Most of us are familiar with sun exposure’s detrimental effects on the skin and the increased risk of melanoma, so as an eye doctor, I’d like to focus instead on how such exposure can cause eye damage to varying degrees — and what we can do to protect ourselves. Here’s the advice we at Outlook Eyecare give our patients in the Princeton and Hamilton, NJ area.
How the Sun Damages Eyes
The sun emits UV-A, UV-B, UV-C, infrared, and blue light radiation.
Normally, our body makes good use of these rays as they stimulate the production of vitamin D, which strengthens our bones, immune system, and blood cell formation. Plus light helps our body regulate our sleep/wake cycle. But as with most good things, there are considerable side effects deriving from prolonged and unprotected exposure to sunlight.

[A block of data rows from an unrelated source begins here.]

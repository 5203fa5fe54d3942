//! Rule families.
//!
//! Every check is a function from a node (and the [`FileContext`]) to zero or more diagnostics.
//! The traversal engine decides which checks run at which node and in what order; the checks
//! themselves never touch the holder.

pub(crate) mod annotations;
pub(crate) mod classes;
pub(crate) mod exceptions;
pub(crate) mod expressions;
pub(crate) mod generics;
pub(crate) mod imports;
pub(crate) mod methods;
pub(crate) mod modifiers;
pub(crate) mod statements;
pub(crate) mod variables;

use nova_core::{JavaLanguageLevel, TextRange};
use nova_hir::{ExprId, ExprKind, JavaFile, TypeRefId, TypeRefKind, TypeRefTarget};
use nova_types::{
    format_type, is_assignable, is_subtype, presentable_type, ClassId, ClassKind, Type, TypeEnv,
    WildcardBound,
};

use crate::codes;
use crate::constant::{self, Value};
use crate::context::FileContext;
use crate::diagnostic::{Diagnostic, QuickFix, Severity};
use crate::format::incompatible_types_tooltip;

/// `{what} are not supported at this language level`, with a fix raising the level.
pub(crate) fn level_gate(
    ctx: &FileContext<'_>,
    required: JavaLanguageLevel,
    what: &str,
    range: TextRange,
) -> Option<Diagnostic> {
    if ctx.level.is_at_least(required) {
        return None;
    }
    Some(
        Diagnostic::builder(Severity::Error, codes::LANGUAGE_LEVEL, range)
            .message(format!("{what} are not supported at this language level"))
            .fix(QuickFix::SetLanguageLevel { level: required })
            .build(),
    )
}

/// The class a type reference resolved to.
pub(crate) fn type_ref_class(file: &JavaFile, id: TypeRefId) -> Option<ClassId> {
    match &file.type_refs[id].kind {
        TypeRefKind::Class {
            resolved: Some(TypeRefTarget::Class(def)),
            ..
        } => Some(*def),
        _ => None,
    }
}

/// A class name in a type reference that resolves to nothing.
pub(crate) fn unresolved_type(ctx: &FileContext<'_>, id: TypeRefId) -> Option<Diagnostic> {
    match &ctx.file.type_refs[id].kind {
        TypeRefKind::Class {
            name,
            name_range,
            resolved: None,
            ..
        } => Some(Diagnostic::error(
            codes::CANNOT_RESOLVE_SYMBOL,
            format!("Cannot resolve symbol '{name}'"),
            *name_range,
        )),
        _ => None,
    }
}

pub(crate) fn kind_word(kind: ClassKind) -> &'static str {
    match kind {
        ClassKind::Class => "Class",
        ClassKind::Interface => "Interface",
        ClassKind::Enum => "Enum",
        ClassKind::Annotation => "@interface",
    }
}

pub(crate) fn incompatible_types(env: &dyn TypeEnv, required: &Type, found: &Type, range: TextRange) -> Diagnostic {
    Diagnostic::builder(Severity::Error, codes::INCOMPATIBLE_TYPES, range)
        .message(format!(
            "Incompatible types. Found: '{}', required: '{}'",
            format_type(env, found),
            format_type(env, required)
        ))
        .tooltip(incompatible_types_tooltip(env, required, found))
        .fix(QuickFix::AddCast {
            to: presentable_type(env, required),
        })
        .build()
}

/// Assignment from `source` to `target` only type-checks through unchecked conversion: a raw
/// type where a parameterization is required.
pub(crate) fn is_unchecked_conversion(env: &dyn TypeEnv, target: &Type, source: &Type) -> bool {
    if !target.is_reference() || !source.is_reference() || matches!(source, Type::Null) {
        return false;
    }
    match (target, source) {
        (Type::Array(t), Type::Array(s)) => is_unchecked_conversion(env, t, s),
        (Type::Class(ct), _) => {
            let all_unbounded = ct
                .args
                .iter()
                .all(|a| matches!(a, Type::Wildcard(WildcardBound::Unbounded)));
            !all_unbounded && is_assignable(env, target, source) && !is_subtype(env, source, target)
        }
        _ => false,
    }
}

/// The shared assignability check: `expr` assigned to a variable of type `target`.
///
/// Integral constants narrow to `byte`, `short` and `char` when they fit; array initializers are
/// checked element by element where they appear.
pub(crate) fn check_assignable(ctx: &FileContext<'_>, target: &Type, expr: ExprId) -> Option<Diagnostic> {
    let env = ctx.env;
    let file = ctx.file;
    let inner = file.skip_parens(expr);
    if matches!(file.exprs[inner].kind, ExprKind::ArrayInit(_)) {
        return None;
    }
    let source = ctx.expr_type(expr);
    if target.is_errorish() || source.is_errorish() || target.is_void() {
        return None;
    }
    if on_reported_cycle(ctx, target) || on_reported_cycle(ctx, source) {
        return None;
    }
    let range = file.exprs[expr].range;
    if !is_assignable(env, target, source) {
        if narrows_constant(ctx, target, source, expr) {
            return None;
        }
        return Some(incompatible_types(env, target, source, range));
    }
    if ctx.config.report_unchecked && is_unchecked_conversion(env, target, source) {
        return Some(Diagnostic::unchecked(
            codes::UNCHECKED_ASSIGNMENT,
            format!(
                "Unchecked assignment: '{}' to '{}'",
                format_type(env, source),
                format_type(env, target)
            ),
            range,
        ));
    }
    None
}

/// Subtyping through a reported inheritance cycle is undefined.
fn on_reported_cycle(ctx: &FileContext<'_>, ty: &Type) -> bool {
    ty.deep_component()
        .as_class()
        .is_some_and(|ct| ctx.reported_cycles.contains(&ct.def))
}

/// JLS 5.2: a constant of type `int` (or narrower) may be assigned to `byte`, `short` or `char`
/// (or their boxes) when its value fits.
fn narrows_constant(ctx: &FileContext<'_>, target: &Type, source: &Type, expr: ExprId) -> bool {
    use nova_types::PrimitiveType::*;

    let Some(source) = source.as_primitive() else {
        return false;
    };
    if !matches!(source, Byte | Short | Char | Int) {
        return false;
    }
    let target = match target {
        Type::Primitive(p) => *p,
        other => match nova_types::unboxed_type(ctx.env, other) {
            Some(p @ (Byte | Short | Char)) => p,
            _ => return false,
        },
    };
    if !matches!(target, Byte | Short | Char) {
        return false;
    }
    match constant::evaluate(ctx.file, expr) {
        Some(Value::Integral(value)) => constant::fits(value, target),
        _ => false,
    }
}

#[cfg(test)]
mod tests {
    use super::*;
    use nova_types::TypeStore;

    #[test]
    fn raw_to_parameterized_is_unchecked() {
        let store = TypeStore::with_minimal_jdk();
        let list = store.class_id("java.util.List").unwrap();
        let string = Type::class(store.well_known().string, vec![]);
        let list_string = Type::class(list, vec![string]);
        let raw = Type::class(list, vec![]);
        let unbounded = Type::class(list, vec![Type::Wildcard(WildcardBound::Unbounded)]);

        assert!(is_unchecked_conversion(&store, &list_string, &raw));
        assert!(!is_unchecked_conversion(&store, &list_string, &list_string));
        assert!(!is_unchecked_conversion(&store, &raw, &list_string));
        assert!(!is_unchecked_conversion(&store, &unbounded, &raw));
        assert!(is_unchecked_conversion(
            &store,
            &Type::array(list_string),
            &Type::array(raw)
        ));
    }
}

Research-based evidence has shown that UV-B radiation has caused cataracts, both in high-intensity, short-term exposure (as with lasers) in animals and in chronic exposure in humans. As shown in the picture below, due to its shorter wavelength (280 nanometers to 380 nanometers), UV radiation primarily affects the front of the eye where cataracts are formed.
Research has also linked blue light radiation with age-related macular degeneration (AMD). Due to its longer wavelength (450 to 495 nanometers), blue light affects the back of the eye, mostly therefore causing damage to the retina, both in acute and chronic exposure. In today’s world, we use digital devices and modern energy-saving lighting that emit a high level of blue light. Our exposure to this light when accumulated over time will lead to an increase in AMD.
Here are some other conditions caused by overexposure:
- Photokeratitis occurs after overexposure to sunlight, mainly affecting people along the beach, snow, and sand because these environments are highly reflective.
- Pterygium is a wedge-shaped, benign, elevated tissue in the conjuctiva (clear lining that covers the white part of the eye). Its cause is thought to be exposure to UV light, and it could grow to cover the pupil (black center of the eye). Surgical removal is recommended prior to reaching the pupil.
- Pinguecula is a yellow-white conjuctival lesion caused by UV light that does not significantly harm vision but is cosmetically unpleasant for patients.
- Solar or macular retinopathy consists of retinal damage due to high-energy light exposure. It occurs from viewing a solar eclipse, sunbathing, high-energy laser treatments, or mental disturbances due to neurological disorders. Most of the vision is recuperated without treatment over 1 to 2 months, but recovery could last up to a year. Prognosis depends on time of exposure and visual acuity prior to exposure.
Learn how the sun can damage the eyes and what you can do to prevent it.
How to Protect Yourself
Fortunately, there are some simple steps you can take to protect yourself from sun overexposure:
- Do not miss your yearly eye exams. A good doctor can see early signs of the conditions and the team of professionals at Outlook Eyecare will conduct a thourough exam of your eyes.
- Wear the right contact lenses and glasses. There are many brands out there that offer blue light and UV protection. See your Outlook Eyecare team for options such as Crizal® Prevencia™ for your everyday eyewear and Xperio UV™ for your sunglasses needs.
- Wear a hat, and try to avoid the “danger zone.” 10 a.m. to 2 p.m. in the summer. 8 a.m. to 10 a.m. and 2 to 4 p.m. in the winter.